-- WHAT YOU WILL DO --
Up to and including the line with "use super::migrations::apply_migrations;", please set down the entries below exactly, starting from the first line.

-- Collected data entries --

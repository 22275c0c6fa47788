//! Connection bootstrap utilities for the physical store.
//!
//! # Responsibility
//! - Open file or in-memory SQLite connections.
//! - Configure connection behavior required by uncoordinated writers.
//! - Trigger schema migrations before returning a usable connection.
//!
//! # Invariants
//! - Returned connections have migrations fully applied.
//! - Concurrent opens of the same file tolerate transient lock contention
//!   via the busy timeout.

use super::migrations::apply_migrations;
use super::DbResult;
use log::{error, info};
use rusqlite::Connection;
use std::path::Path;
use std::time::{Duration, Instant};

/// Opens a SQLite database file and applies all pending migrations.
///
/// # Side effects
/// - Emits `db_open` logging events with duration and status.
pub fn open_db(path: impl AsRef<Path>) -> DbResult<Connection> {
    let started_at = Instant::now();
    info!("event=db_open module=db status=start mode=file");

    let mut conn = match Connection::open(path) {
        Ok(conn) => conn,
        Err(err) => {
            error!(
                "event=db_open module=db status=error mode=file duration_ms={} error_code=db_open_failed error={}",
                started_at.elapsed().as_millis(),
                err
            );
            return Err(err.into());
        }
    };

    match bootstrap_connection(&mut conn) {
        Ok(()) => {
            info!(
                "event=db_open module=db status=ok mode=file duration_ms={}",
                started_at.elapsed().as_millis()
            );
            Ok(conn)
        }
        Err(err) => {
            error!(
                "event=db_open module=db status=error mode=file duration_ms={} error_code=db_bootstrap_failed error={}",
                started_at.elapsed().as_millis(),
                err
            );
            Err(err)
        }
    }
}

/// Opens an in-memory SQLite database and applies all pending migrations.
///
/// # Side effects
/// - Emits `db_open` logging events with duration and status.
pub fn open_db_in_memory() -> DbResult<Connection> {
    let started_at = Instant::now();
    info!("event=db_open module=db status=start mode=memory");

    let mut conn = match Connection::open_in_memory() {
        Ok(conn) => conn,
        Err(err) => {
            error!(
                "event=db_open module=db status=error mode=memory duration_ms={} error_code=db_open_failed error={}",
                started_at.elapsed().as_millis(),
                err
            );
            return Err(err.into());
        }
    };

    match bootstrap_connection(&mut conn) {
        Ok(()) => {
            info!(
                "event=db_open module=db status=ok mode=memory duration_ms={}",
                started_at.elapsed().as_millis()
            );
            Ok(conn)
        }
        Err(err) => {
            error!(
                "event=db_open module=db status=error mode=memory duration_ms={} error_code=db_bootstrap_failed error={}",
                started_at.elapsed().as_millis(),
                err
            );
            Err(err)
        }
    }
}

fn bootstrap_connection(conn: &mut Connection) -> DbResult<()> {
    // Independent processes share one physical file with no coordination;
    // transient lock contention must not surface as a hard failure.
    conn.busy_timeout(Duration::from_secs(5))?;
    apply_migrations(conn)?;
    Ok(())
}
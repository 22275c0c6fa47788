use markbook_core::store::keys;
use markbook_core::{
    AcademicYearCatalog, CatalogPatch, ChangeBus, ChangeEvent, ExamCatalog, ExamError,
    ExamTypeCatalog, MemoryKvBackend, NamespacedStore, ResultStore, SchoolRegistry, TypeId,
    YearId,
};
use std::cell::RefCell;
use std::rc::Rc;

struct Harness {
    bus: Rc<ChangeBus>,
    store: Rc<NamespacedStore>,
    years: AcademicYearCatalog,
    types: ExamTypeCatalog,
    exams: ExamCatalog,
}

fn setup() -> Harness {
    let bus = Rc::new(ChangeBus::new());
    let store = Rc::new(NamespacedStore::new(
        Box::new(MemoryKvBackend::new()),
        Rc::clone(&bus),
    ));
    Harness {
        years: AcademicYearCatalog::academic_years(Rc::clone(&store), Rc::clone(&bus)),
        types: ExamTypeCatalog::exam_types(Rc::clone(&store), Rc::clone(&bus)),
        exams: ExamCatalog::new(Rc::clone(&store), Rc::clone(&bus)),
        bus,
        store,
    }
}

#[test]
fn greenwood_scenario_creates_one_exam_with_denormalized_labels() {
    let h = setup();
    let registry = SchoolRegistry::new(Rc::clone(&h.store), Rc::clone(&h.bus));

    let greenwood = registry.create("Greenwood", "GW", "").unwrap();
    registry.switch_active(&greenwood.id).unwrap();

    let year = h.years.create("2025-26").unwrap();
    let final_type = h.types.create("Final").unwrap();
    h.exams
        .create(&year.id, &final_type.id, "Math Final", "")
        .unwrap();

    let all = h.exams.get_all().unwrap();
    assert_eq!(all.len(), 1);
    assert_eq!(all[0].name, "Math Final");
    assert_eq!(all[0].year_label, "2025-26");
    assert_eq!(all[0].type_label, "Final");

    let hillcrest = registry.create("Hillcrest", "HC", "").unwrap();
    registry.switch_active(&hillcrest.id).unwrap();
    assert!(h.exams.get_all().unwrap().is_empty());
}

#[test]
fn create_requires_resolvable_year_and_type() {
    let h = setup();
    let year = h.years.create("2025-26").unwrap();

    let err = h
        .exams
        .create(&year.id, &TypeId::new("et_missing"), "Math Final", "")
        .unwrap_err();
    assert!(matches!(err, ExamError::UnknownExamType(_)));

    let final_type = h.types.create("Final").unwrap();
    let err = h
        .exams
        .create(&YearId::new("yr_missing"), &final_type.id, "Math Final", "")
        .unwrap_err();
    assert!(matches!(err, ExamError::UnknownAcademicYear(_)));
}

#[test]
fn create_rejects_blank_name() {
    let h = setup();
    let year = h.years.create("2025-26").unwrap();
    let final_type = h.types.create("Final").unwrap();

    let err = h
        .exams
        .create(&year.id, &final_type.id, "   ", "")
        .unwrap_err();
    assert!(matches!(err, ExamError::MissingField("name")));
}

#[test]
fn duplicate_triple_is_rejected_case_insensitively() {
    let h = setup();
    let year = h.years.create("2025-26").unwrap();
    let final_type = h.types.create("Final").unwrap();

    h.exams
        .create(&year.id, &final_type.id, "Math Final", "")
        .unwrap();
    let err = h
        .exams
        .create(&year.id, &final_type.id, "  MATH FINAL ", "")
        .unwrap_err();
    assert!(matches!(err, ExamError::DuplicateExam { .. }));

    // Same name under a different type is a distinct exam.
    let half_yearly = h.types.create("Half Yearly").unwrap();
    h.exams
        .create(&year.id, &half_yearly.id, "Math Final", "")
        .unwrap();
    assert_eq!(h.exams.get_all().unwrap().len(), 2);
}

#[test]
fn labels_are_snapshots_immune_to_later_catalog_edits() {
    let h = setup();
    let year = h.years.create("2025-26").unwrap();
    let final_type = h.types.create("Final").unwrap();
    let exam = h
        .exams
        .create(&year.id, &final_type.id, "Math Final", "")
        .unwrap();

    h.years
        .update(
            &year.id,
            CatalogPatch {
                name: Some("2026-27".to_string()),
                active: None,
            },
        )
        .unwrap();
    h.types.delete(&final_type.id).unwrap();

    let reloaded = h.exams.get_all().unwrap();
    assert_eq!(reloaded[0].id, exam.id);
    assert_eq!(reloaded[0].year_label, "2025-26");
    assert_eq!(reloaded[0].type_label, "Final");
    assert_eq!(reloaded[0].display_label(), "Math Final (Final - 2025-26)");
}

#[test]
fn mutations_rebuild_the_selector_metadata_wholesale() {
    let h = setup();
    let year = h.years.create("2025-26").unwrap();
    let final_type = h.types.create("Final").unwrap();

    let math = h
        .exams
        .create(&year.id, &final_type.id, "Math Final", "")
        .unwrap();
    let science = h
        .exams
        .create(&year.id, &final_type.id, "Science Final", "")
        .unwrap();

    let metas = h.store.get(&keys::EXAM_META, Vec::new()).unwrap();
    assert_eq!(metas.len(), 2);

    // Deactivated exams drop out of the derived list entirely.
    h.exams.toggle_active(&math.id).unwrap();
    let active = h.exams.get_active().unwrap();
    assert_eq!(active.len(), 1);
    assert_eq!(active[0].id, science.id);

    let metas = h.store.get(&keys::EXAM_META, Vec::new()).unwrap();
    assert_eq!(metas.len(), 1);
    assert_eq!(metas[0].exam_id, science.id);
    assert_eq!(
        metas[0].display_label,
        "Science Final (Final - 2025-26)"
    );
}

#[test]
fn refresh_dependents_forwards_the_auto_select_hint() {
    let h = setup();
    let year = h.years.create("2025-26").unwrap();
    let final_type = h.types.create("Final").unwrap();
    let exam = h
        .exams
        .create(&year.id, &final_type.id, "Math Final", "")
        .unwrap();

    let seen = Rc::new(RefCell::new(Vec::new()));
    let sink = Rc::clone(&seen);
    h.bus.on("examSelectionRefreshed", move |event| {
        if let ChangeEvent::ExamSelectionRefreshed { auto_select } = event {
            sink.borrow_mut().push(auto_select.clone());
        }
    });

    h.exams.refresh_dependents(Some(&exam.id)).unwrap();
    assert_eq!(*seen.borrow(), vec![Some(exam.id)]);
}

#[test]
fn delete_keeps_the_result_set_addressable_by_raw_id() {
    let h = setup();
    let results = ResultStore::new(Rc::clone(&h.store));

    let year = h.years.create("2025-26").unwrap();
    let final_type = h.types.create("Final").unwrap();
    let exam = h
        .exams
        .create(&year.id, &final_type.id, "Math Final", "")
        .unwrap();

    results.set_result_set(&exam.id, Vec::new()).unwrap();
    h.exams.delete(&exam.id).unwrap();

    assert!(h.exams.get_all().unwrap().is_empty());
    assert_eq!(results.exam_ids().unwrap(), vec![exam.id.clone()]);
    assert!(results.result_set(&exam.id).unwrap().is_some());
}

#[test]
fn deleting_an_unknown_exam_is_reported() {
    let h = setup();
    let err = h
        .exams
        .delete(&markbook_core::ExamId::new("ex_missing"))
        .unwrap_err();
    assert!(matches!(err, ExamError::NotFound(_)));
}
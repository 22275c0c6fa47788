//! SQLite bootstrap and schema migration entry points.
//!
//! # Responsibility
//! - Open and configure SQLite connections backing the physical key-value
//!   namespace.
//! - Apply schema migrations in deterministic order.
//!
//! # Invariants
//! - Migration version is tracked via `PRAGMA user_version`.
//! - Core code must not read/write application data before migrations
//!   succeed.

use std::error::Error;
use std::fmt::{Display, Formatter};

pub mod migrations;
mod open;

pub use open::{open_db, open_db_in_memory};

pub type DbResult<T> = Result<T, DbError>;

#[derive(Debug)]
pub enum DbError {
    Sqlite(rusqlite::Error),
    UnsupportedSchemaVersion {
        db_version: u32,
        latest_supported: u32,
    },
}

impl Display for DbError {
    fn fmt(&self, f: &mut Formatter<'_>) -> std::fmt::Result {
        match self {
            Self::Sqlite(err) => write!(f, "{err}"),
            Self::UnsupportedSchemaVersion {
                db_version,
                latest_supported,
            } => write!(
                f,
                "database schema version {db_version} is newer than supported {latest_supported}"
            ),
        }
    }
}

impl Error for DbError {
    fn source(&self) -> Option<&(dyn Error + 'static)> {
        match self {
            Self::Sqlite(err) => Some(err),
            Self::UnsupportedSchemaVersion { .. } => None,
        }
    }
}

impl From<rusqlite::Error> for DbError {
    fn from(value: rusqlite::Error) -> Self {
        Self::Sqlite(value)
    }
}
//! Reference catalog entries: academic years and exam types.
//!
//! # Responsibility
//! - Define the two school-scoped, enumerable, activatable reference lists.
//! - Expose one entry contract so both lists share a single catalog
//!   implementation.
//!
//! # Invariants
//! - Entry names are unique case-insensitively (trimmed) within a school.
//! - Deactivation never deletes; `active` is the only visibility flag.

use crate::model::now_epoch_ms;
use serde::de::DeserializeOwned;
use serde::{Deserialize, Serialize};
use std::fmt::{Display, Formatter};
use uuid::Uuid;

/// Stable identifier for an academic year.
#[derive(Debug, Clone, PartialEq, Eq, PartialOrd, Ord, Hash, Serialize, Deserialize)]
#[serde(transparent)]
pub struct YearId(String);

impl YearId {
    pub fn new(raw: impl Into<String>) -> Self {
        Self(raw.into())
    }

    pub fn generate() -> Self {
        Self(format!("yr_{}", Uuid::new_v4().simple()))
    }

    pub fn as_str(&self) -> &str {
        &self.0
    }
}

impl Display for YearId {
    fn fmt(&self, f: &mut Formatter<'_>) -> std::fmt::Result {
        write!(f, "{}", self.0)
    }
}

/// Stable identifier for an exam type.
#[derive(Debug, Clone, PartialEq, Eq, PartialOrd, Ord, Hash, Serialize, Deserialize)]
#[serde(transparent)]
pub struct TypeId(String);

impl TypeId {
    pub fn new(raw: impl Into<String>) -> Self {
        Self(raw.into())
    }

    pub fn generate() -> Self {
        Self(format!("et_{}", Uuid::new_v4().simple()))
    }

    pub fn as_str(&self) -> &str {
        &self.0
    }
}

impl Display for TypeId {
    fn fmt(&self, f: &mut Formatter<'_>) -> std::fmt::Result {
        write!(f, "{}", self.0)
    }
}

/// Academic session such as `2025-26`.
#[derive(Debug, Clone, PartialEq, Eq, Serialize, Deserialize)]
#[serde(rename_all = "camelCase")]
pub struct AcademicYear {
    pub id: YearId,
    pub name: String,
    pub active: bool,
    pub created_at: i64,
}

/// Exam category such as `Half Yearly` or `Annual`.
#[derive(Debug, Clone, PartialEq, Eq, Serialize, Deserialize)]
#[serde(rename_all = "camelCase")]
pub struct ExamType {
    pub id: TypeId,
    pub name: String,
    pub active: bool,
    pub created_at: i64,
}

/// Shared contract of an enumerable, activatable reference list entry.
///
/// Both catalogs persist as a whole list under one logical key, so the
/// catalog service only needs identity, display name and the active flag.
pub trait ReferenceEntry: Clone + Serialize + DeserializeOwned {
    /// Typed id of this entry kind.
    type Id: Clone + Eq + Display;

    /// Creates a new active entry from an already-normalized name.
    fn with_name(name: String) -> Self;

    fn id(&self) -> &Self::Id;
    fn name(&self) -> &str;
    fn set_name(&mut self, name: String);
    fn is_active(&self) -> bool;
    fn set_active(&mut self, active: bool);

    /// Human-readable kind label used in validation messages.
    fn kind_label() -> &'static str;
}

impl ReferenceEntry for AcademicYear {
    type Id = YearId;

    fn with_name(name: String) -> Self {
        Self {
            id: YearId::generate(),
            name,
            active: true,
            created_at: now_epoch_ms(),
        }
    }

    fn id(&self) -> &YearId {
        &self.id
    }

    fn name(&self) -> &str {
        &self.name
    }

    fn set_name(&mut self, name: String) {
        self.name = name;
    }

    fn is_active(&self) -> bool {
        self.active
    }

    fn set_active(&mut self, active: bool) {
        self.active = active;
    }

    fn kind_label() -> &'static str {
        "academic year"
    }
}

impl ReferenceEntry for ExamType {
    type Id = TypeId;

    fn with_name(name: String) -> Self {
        Self {
            id: TypeId::generate(),
            name,
            active: true,
            created_at: now_epoch_ms(),
        }
    }

    fn id(&self) -> &TypeId {
        &self.id
    }

    fn name(&self) -> &str {
        &self.name
    }

    fn set_name(&mut self, name: String) {
        self.name = name;
    }

    fn is_active(&self) -> bool {
        self.active
    }

    fn set_active(&mut self, active: bool) {
        self.active = active;
    }

    fn kind_label() -> &'static str {
        "exam type"
    }
}
//! Admin-facing result set management.
//!
//! # Responsibility
//! - Replace per-exam result data and track sync time.
//! - Toggle the publish flag gating public visibility.
//!
//! # Invariants
//! - Publishing and unpublishing never mutate the `data` array.
//! - Result sets are addressable by exam id even after the exam profile
//!   is deleted.

use crate::model::exam::ExamId;
use crate::model::now_epoch_ms;
use crate::model::result::{ResultSet, StudentResult};
use crate::store::keys::{self, RESULTS_KEY_PREFIX};
use crate::store::{NamespacedStore, StoreError};
use log::info;
use std::error::Error;
use std::fmt::{Display, Formatter};
use std::rc::Rc;

pub type ResultStoreResult<T> = Result<T, ResultError>;

/// Errors of the admin result surface.
#[derive(Debug)]
pub enum ResultError {
    /// Publish toggles require an existing result set.
    NoResultSet(ExamId),
    Store(StoreError),
}

impl Display for ResultError {
    fn fmt(&self, f: &mut Formatter<'_>) -> std::fmt::Result {
        match self {
            Self::NoResultSet(id) => {
                write!(f, "no result set exists for exam {id}")
            }
            Self::Store(err) => write!(f, "{err}"),
        }
    }
}

impl Error for ResultError {
    fn source(&self) -> Option<&(dyn Error + 'static)> {
        match self {
            Self::Store(err) => Some(err),
            Self::NoResultSet(_) => None,
        }
    }
}

impl From<StoreError> for ResultError {
    fn from(value: StoreError) -> Self {
        Self::Store(value)
    }
}

/// Admin surface over per-exam result sets of the active school.
pub struct ResultStore {
    store: Rc<NamespacedStore>,
}

impl ResultStore {
    pub fn new(store: Rc<NamespacedStore>) -> Self {
        Self { store }
    }

    /// Replaces the result data of one exam and refreshes its sync time.
    ///
    /// The publish flag of an existing set is preserved; a new set starts
    /// unpublished.
    pub fn set_result_set(
        &self,
        exam_id: &ExamId,
        data: Vec<StudentResult>,
    ) -> ResultStoreResult<ResultSet> {
        let key = keys::results(exam_id);
        let mut set = self.store.get(&key, ResultSet::default())?;
        set.synced_at = now_epoch_ms();
        set.data = data;
        self.store.set(&key, &set)?;

        info!(
            "event=results_sync module=results status=ok exam_id={exam_id} rows={} published={}",
            set.data.len(),
            set.published
        );
        Ok(set)
    }

    /// Makes the exam's result set visible to the public surface.
    pub fn publish(&self, exam_id: &ExamId) -> ResultStoreResult<()> {
        self.set_published(exam_id, true)
    }

    /// Hides the exam's result set from the public surface.
    pub fn unpublish(&self, exam_id: &ExamId) -> ResultStoreResult<()> {
        self.set_published(exam_id, false)
    }

    /// Unfiltered admin read of one result set.
    pub fn result_set(&self, exam_id: &ExamId) -> ResultStoreResult<Option<ResultSet>> {
        Ok(self.store.get_opt(&keys::results(exam_id))?)
    }

    /// Ids of every exam with a stored result set in this namespace,
    /// including orphaned sets whose exam profile was deleted.
    pub fn exam_ids(&self) -> ResultStoreResult<Vec<ExamId>> {
        let stored = self.store.keys_in_namespace(RESULTS_KEY_PREFIX)?;
        Ok(stored
            .iter()
            .filter_map(|k| k.strip_prefix(RESULTS_KEY_PREFIX))
            .map(ExamId::new)
            .collect())
    }

    fn set_published(&self, exam_id: &ExamId, published: bool) -> ResultStoreResult<()> {
        let key = keys::results(exam_id);
        let mut set = self
            .store
            .get_opt(&key)?
            .ok_or_else(|| ResultError::NoResultSet(exam_id.clone()))?;

        set.published = published;
        self.store.set(&key, &set)?;

        info!(
            "event=results_publish module=results status=ok exam_id={exam_id} published={published}"
        );
        Ok(())
    }
}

-- COMPLETED EXERCISE --
repository 22275c0c6fa47788
//! Connection bootstrap utilities for the physical store.
//!
//! # Responsibility
//! - Open file or in-memory SQLite connections.
//! - Configure connection behavior required by uncoordinated writers.
//! - Trigger schema migrations before returning a usable connection.
//!
//! # Invariants
//! - Returned connections have migrations fully applied.
//! - Concurrent opens of the same file tolerate transient lock contention
//!   via the busy timeout.

use super::migrations::apply_migrations;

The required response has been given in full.